The problem: Work out how many lines in the following entries contain the string "shared", and write only that number.

Stored items:
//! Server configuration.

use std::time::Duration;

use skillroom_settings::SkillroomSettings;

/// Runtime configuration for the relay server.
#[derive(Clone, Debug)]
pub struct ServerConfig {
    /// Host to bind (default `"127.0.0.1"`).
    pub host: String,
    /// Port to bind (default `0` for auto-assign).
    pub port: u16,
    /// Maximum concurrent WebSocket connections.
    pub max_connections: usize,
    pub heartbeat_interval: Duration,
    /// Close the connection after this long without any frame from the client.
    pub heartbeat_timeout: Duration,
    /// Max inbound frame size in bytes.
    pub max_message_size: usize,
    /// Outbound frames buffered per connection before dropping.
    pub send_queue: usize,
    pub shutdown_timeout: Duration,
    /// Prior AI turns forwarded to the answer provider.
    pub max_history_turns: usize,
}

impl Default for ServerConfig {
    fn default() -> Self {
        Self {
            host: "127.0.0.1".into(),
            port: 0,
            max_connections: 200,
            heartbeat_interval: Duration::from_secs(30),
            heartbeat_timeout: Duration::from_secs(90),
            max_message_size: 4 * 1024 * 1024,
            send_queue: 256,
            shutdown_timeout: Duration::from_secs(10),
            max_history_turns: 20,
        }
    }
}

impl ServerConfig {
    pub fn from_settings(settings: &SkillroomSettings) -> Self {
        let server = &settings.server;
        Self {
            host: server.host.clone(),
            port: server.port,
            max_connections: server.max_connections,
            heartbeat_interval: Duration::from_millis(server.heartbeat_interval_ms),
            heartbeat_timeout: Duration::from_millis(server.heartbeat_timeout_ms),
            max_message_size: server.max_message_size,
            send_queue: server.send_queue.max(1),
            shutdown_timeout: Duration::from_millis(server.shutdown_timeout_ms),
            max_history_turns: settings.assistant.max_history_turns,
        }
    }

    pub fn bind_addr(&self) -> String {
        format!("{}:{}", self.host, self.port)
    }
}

--

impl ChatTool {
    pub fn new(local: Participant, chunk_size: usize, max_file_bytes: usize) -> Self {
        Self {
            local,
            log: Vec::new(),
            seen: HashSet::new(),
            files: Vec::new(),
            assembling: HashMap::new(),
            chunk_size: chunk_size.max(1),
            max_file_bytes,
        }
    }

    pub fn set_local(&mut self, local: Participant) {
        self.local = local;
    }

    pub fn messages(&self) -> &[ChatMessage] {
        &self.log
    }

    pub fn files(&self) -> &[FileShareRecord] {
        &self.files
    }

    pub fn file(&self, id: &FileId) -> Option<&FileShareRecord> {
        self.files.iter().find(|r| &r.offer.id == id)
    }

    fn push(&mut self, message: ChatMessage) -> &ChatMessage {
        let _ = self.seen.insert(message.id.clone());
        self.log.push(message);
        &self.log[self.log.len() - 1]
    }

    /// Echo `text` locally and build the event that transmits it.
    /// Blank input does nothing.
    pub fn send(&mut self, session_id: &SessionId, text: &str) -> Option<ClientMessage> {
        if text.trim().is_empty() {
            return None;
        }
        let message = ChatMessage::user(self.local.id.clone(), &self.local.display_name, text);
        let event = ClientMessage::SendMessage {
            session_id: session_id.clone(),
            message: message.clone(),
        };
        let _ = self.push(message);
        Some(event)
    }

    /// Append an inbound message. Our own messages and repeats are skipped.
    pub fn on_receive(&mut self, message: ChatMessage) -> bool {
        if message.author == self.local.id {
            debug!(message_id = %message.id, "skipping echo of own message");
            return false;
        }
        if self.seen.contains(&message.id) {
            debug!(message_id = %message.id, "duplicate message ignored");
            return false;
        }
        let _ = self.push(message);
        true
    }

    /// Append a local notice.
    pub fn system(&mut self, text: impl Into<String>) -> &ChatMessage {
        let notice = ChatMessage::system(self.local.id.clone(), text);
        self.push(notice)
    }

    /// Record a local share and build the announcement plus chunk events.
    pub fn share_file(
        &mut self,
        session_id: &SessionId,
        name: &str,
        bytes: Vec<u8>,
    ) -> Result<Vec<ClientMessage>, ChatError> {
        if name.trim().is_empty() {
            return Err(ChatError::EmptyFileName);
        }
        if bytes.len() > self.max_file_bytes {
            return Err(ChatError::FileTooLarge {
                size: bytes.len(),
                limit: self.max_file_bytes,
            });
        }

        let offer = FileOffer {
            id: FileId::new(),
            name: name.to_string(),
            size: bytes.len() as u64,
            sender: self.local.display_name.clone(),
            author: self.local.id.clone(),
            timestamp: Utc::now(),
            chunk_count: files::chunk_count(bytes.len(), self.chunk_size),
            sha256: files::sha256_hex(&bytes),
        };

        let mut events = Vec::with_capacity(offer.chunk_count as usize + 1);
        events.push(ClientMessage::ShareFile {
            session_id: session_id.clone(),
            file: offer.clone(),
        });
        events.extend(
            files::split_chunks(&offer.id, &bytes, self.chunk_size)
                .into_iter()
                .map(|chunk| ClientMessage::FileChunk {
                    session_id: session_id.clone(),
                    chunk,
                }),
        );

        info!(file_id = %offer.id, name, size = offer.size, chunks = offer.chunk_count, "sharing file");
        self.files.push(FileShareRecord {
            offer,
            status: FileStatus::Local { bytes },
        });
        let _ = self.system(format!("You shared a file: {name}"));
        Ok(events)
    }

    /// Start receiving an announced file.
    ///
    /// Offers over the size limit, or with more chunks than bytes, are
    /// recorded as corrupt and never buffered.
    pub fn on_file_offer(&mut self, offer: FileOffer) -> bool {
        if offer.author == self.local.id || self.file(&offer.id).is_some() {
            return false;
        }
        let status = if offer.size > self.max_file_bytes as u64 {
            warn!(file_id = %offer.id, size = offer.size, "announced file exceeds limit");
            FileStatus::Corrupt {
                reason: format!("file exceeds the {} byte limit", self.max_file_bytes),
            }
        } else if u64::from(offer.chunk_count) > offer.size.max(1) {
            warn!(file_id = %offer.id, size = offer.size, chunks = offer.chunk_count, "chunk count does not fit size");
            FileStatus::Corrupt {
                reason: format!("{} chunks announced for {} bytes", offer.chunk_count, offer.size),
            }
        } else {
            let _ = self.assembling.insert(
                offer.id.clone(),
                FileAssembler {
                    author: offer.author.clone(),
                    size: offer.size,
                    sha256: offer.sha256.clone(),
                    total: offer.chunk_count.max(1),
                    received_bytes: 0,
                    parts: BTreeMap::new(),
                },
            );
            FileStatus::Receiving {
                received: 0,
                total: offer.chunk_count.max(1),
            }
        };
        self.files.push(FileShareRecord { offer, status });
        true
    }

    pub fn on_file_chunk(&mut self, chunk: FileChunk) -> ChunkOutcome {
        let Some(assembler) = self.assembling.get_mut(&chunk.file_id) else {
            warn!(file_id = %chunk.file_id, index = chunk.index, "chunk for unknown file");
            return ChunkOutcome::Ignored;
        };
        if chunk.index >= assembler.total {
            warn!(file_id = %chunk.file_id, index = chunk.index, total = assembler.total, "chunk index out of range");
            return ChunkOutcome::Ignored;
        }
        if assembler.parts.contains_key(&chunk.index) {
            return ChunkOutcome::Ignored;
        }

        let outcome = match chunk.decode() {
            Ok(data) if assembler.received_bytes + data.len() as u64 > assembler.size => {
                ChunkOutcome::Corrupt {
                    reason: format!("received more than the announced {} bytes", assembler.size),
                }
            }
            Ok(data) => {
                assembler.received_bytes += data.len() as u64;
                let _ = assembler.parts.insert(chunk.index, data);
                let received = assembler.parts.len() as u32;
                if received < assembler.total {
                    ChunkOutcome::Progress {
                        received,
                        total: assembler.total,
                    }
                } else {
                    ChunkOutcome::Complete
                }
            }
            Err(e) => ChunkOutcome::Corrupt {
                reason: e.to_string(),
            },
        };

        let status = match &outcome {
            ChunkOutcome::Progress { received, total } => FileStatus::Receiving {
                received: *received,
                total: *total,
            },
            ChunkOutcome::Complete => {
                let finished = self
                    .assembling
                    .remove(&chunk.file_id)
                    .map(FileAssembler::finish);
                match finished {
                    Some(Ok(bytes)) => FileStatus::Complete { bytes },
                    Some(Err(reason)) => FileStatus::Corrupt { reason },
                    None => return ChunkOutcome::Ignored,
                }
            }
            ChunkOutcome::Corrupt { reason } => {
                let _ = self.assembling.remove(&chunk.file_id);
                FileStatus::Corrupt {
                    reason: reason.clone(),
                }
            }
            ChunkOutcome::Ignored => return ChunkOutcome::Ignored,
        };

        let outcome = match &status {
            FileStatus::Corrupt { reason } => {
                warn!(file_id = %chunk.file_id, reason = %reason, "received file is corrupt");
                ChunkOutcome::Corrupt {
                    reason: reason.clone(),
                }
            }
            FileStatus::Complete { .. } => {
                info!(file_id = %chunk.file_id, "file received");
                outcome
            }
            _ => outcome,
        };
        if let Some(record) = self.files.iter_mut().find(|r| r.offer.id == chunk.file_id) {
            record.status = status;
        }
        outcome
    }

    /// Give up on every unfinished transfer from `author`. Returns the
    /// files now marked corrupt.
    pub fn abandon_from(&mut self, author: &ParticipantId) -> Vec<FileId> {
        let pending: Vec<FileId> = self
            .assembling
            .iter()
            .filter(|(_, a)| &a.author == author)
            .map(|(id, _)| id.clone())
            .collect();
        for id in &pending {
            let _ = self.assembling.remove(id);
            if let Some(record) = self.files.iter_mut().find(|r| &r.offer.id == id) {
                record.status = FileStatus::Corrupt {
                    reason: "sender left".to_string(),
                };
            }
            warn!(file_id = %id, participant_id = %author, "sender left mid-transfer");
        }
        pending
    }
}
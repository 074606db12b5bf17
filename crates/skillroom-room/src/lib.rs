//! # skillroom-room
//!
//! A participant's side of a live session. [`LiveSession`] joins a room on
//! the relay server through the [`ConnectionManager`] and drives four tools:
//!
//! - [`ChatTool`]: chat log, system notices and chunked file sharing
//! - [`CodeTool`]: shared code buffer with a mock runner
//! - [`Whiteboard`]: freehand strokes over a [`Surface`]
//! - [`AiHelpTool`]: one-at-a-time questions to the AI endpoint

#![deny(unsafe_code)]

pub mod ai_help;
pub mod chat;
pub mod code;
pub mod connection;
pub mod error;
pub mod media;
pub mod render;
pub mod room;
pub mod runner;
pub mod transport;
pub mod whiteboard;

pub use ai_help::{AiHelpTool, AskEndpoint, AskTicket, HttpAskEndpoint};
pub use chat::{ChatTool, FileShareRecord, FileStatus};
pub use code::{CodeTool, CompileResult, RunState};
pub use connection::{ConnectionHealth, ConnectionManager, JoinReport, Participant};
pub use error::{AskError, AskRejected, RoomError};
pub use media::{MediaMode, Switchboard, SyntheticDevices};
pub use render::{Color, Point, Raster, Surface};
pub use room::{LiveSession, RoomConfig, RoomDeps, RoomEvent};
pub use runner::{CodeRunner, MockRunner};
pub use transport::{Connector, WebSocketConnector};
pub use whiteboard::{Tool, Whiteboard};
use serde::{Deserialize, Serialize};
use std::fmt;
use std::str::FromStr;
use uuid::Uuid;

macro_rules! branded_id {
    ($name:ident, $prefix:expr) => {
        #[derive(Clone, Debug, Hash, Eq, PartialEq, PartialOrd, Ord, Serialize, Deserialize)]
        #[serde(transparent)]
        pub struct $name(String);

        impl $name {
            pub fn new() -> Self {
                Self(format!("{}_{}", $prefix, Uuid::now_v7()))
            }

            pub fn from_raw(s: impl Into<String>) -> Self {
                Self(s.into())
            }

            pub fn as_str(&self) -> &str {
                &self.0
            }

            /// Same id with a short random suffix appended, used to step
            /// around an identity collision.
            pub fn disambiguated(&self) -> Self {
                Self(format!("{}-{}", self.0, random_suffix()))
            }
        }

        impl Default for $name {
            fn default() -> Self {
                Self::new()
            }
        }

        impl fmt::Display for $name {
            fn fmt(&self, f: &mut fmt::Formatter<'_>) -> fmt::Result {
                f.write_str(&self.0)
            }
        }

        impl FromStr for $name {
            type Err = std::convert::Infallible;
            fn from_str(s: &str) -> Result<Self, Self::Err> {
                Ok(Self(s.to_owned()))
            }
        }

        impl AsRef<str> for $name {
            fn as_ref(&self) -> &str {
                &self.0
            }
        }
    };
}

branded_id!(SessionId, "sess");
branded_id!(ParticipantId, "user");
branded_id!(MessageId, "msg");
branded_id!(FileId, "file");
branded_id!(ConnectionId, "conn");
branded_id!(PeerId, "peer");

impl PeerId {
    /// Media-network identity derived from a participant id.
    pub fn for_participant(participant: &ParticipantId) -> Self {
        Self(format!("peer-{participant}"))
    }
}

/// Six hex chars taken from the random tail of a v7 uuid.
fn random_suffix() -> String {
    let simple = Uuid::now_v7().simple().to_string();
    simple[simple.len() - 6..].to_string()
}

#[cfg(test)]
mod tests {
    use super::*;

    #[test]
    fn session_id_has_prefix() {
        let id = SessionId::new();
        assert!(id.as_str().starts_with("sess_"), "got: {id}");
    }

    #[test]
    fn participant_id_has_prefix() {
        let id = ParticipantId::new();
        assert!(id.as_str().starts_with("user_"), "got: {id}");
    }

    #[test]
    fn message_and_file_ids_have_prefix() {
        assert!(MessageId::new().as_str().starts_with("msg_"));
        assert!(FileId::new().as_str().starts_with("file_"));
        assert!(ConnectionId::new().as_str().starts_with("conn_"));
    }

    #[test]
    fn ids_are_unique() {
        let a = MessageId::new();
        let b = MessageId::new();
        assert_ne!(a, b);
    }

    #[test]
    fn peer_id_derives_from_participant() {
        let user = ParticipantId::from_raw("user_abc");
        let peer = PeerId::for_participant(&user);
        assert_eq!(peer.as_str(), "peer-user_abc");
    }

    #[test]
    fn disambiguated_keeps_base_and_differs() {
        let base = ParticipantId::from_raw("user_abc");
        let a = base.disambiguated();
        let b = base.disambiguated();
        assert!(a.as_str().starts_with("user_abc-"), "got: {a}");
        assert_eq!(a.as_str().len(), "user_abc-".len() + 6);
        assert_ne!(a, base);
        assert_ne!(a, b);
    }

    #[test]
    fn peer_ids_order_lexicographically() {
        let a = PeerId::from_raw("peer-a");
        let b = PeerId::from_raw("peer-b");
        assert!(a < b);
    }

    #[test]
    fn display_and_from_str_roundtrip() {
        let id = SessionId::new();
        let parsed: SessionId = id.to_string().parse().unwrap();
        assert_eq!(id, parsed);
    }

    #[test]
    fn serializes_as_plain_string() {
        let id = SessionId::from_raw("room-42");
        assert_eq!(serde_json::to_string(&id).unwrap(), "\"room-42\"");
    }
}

...

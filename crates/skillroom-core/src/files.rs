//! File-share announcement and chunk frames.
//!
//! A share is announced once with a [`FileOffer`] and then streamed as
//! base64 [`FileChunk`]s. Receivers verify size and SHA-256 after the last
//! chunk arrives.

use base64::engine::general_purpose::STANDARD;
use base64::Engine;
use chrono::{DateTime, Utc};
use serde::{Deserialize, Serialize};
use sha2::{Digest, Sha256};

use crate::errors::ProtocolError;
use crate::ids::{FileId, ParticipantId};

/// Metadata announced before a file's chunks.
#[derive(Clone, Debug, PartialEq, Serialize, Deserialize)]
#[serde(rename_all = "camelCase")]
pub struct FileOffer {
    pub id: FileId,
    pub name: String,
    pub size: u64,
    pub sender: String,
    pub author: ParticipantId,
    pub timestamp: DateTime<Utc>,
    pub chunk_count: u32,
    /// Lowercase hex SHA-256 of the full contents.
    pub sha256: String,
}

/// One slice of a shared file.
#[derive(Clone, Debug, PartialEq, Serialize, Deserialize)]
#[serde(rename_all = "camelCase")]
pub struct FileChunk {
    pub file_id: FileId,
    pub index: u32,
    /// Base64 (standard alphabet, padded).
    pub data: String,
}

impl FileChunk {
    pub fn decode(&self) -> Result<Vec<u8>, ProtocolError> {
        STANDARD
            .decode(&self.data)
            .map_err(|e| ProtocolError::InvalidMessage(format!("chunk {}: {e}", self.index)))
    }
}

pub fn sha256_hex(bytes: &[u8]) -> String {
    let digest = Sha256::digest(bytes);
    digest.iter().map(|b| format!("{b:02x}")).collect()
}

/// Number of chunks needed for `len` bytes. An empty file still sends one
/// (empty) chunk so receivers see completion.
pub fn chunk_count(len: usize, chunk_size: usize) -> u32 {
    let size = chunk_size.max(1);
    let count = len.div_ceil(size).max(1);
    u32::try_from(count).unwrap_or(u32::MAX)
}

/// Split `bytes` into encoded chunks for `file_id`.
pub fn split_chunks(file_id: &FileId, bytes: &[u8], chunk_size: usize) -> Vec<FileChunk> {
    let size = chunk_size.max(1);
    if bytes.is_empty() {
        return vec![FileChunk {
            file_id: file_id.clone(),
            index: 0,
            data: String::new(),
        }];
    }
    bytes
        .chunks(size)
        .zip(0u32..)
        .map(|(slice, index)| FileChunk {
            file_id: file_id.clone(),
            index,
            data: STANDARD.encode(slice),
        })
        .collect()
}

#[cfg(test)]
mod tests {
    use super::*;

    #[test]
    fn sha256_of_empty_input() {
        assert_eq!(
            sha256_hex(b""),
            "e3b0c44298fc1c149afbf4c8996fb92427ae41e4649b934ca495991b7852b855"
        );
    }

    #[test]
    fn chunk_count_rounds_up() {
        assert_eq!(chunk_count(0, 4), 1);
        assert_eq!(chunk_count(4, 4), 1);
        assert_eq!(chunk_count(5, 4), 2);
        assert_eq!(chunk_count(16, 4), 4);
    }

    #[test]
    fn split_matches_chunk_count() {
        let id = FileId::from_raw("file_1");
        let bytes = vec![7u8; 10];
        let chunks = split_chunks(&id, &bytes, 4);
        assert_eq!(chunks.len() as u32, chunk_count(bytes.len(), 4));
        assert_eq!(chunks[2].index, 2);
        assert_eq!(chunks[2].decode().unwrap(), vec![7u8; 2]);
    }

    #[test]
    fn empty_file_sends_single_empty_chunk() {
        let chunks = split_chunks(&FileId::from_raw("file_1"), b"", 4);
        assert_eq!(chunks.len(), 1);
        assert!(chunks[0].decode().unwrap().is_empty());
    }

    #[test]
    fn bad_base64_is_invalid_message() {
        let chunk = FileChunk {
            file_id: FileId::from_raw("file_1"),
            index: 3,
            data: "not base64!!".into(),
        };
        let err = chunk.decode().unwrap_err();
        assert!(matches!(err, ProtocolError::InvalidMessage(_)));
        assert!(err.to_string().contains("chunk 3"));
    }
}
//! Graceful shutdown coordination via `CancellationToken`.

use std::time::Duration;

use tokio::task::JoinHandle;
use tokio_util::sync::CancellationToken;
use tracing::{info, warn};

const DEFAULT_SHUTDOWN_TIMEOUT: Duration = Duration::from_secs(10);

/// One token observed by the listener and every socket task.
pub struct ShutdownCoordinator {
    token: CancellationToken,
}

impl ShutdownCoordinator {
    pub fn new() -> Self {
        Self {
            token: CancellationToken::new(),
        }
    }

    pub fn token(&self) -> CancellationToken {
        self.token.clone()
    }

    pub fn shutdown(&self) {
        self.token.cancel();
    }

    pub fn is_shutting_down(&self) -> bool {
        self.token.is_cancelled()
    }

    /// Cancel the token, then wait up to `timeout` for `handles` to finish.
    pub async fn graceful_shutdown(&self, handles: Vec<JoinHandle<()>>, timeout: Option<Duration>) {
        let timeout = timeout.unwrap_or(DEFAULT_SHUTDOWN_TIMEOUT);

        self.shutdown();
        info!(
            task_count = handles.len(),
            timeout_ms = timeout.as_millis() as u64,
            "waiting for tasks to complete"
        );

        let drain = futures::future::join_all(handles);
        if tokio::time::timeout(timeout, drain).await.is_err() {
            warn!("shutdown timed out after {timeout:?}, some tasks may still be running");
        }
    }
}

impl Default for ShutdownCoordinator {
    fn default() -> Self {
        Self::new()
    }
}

Task result: 3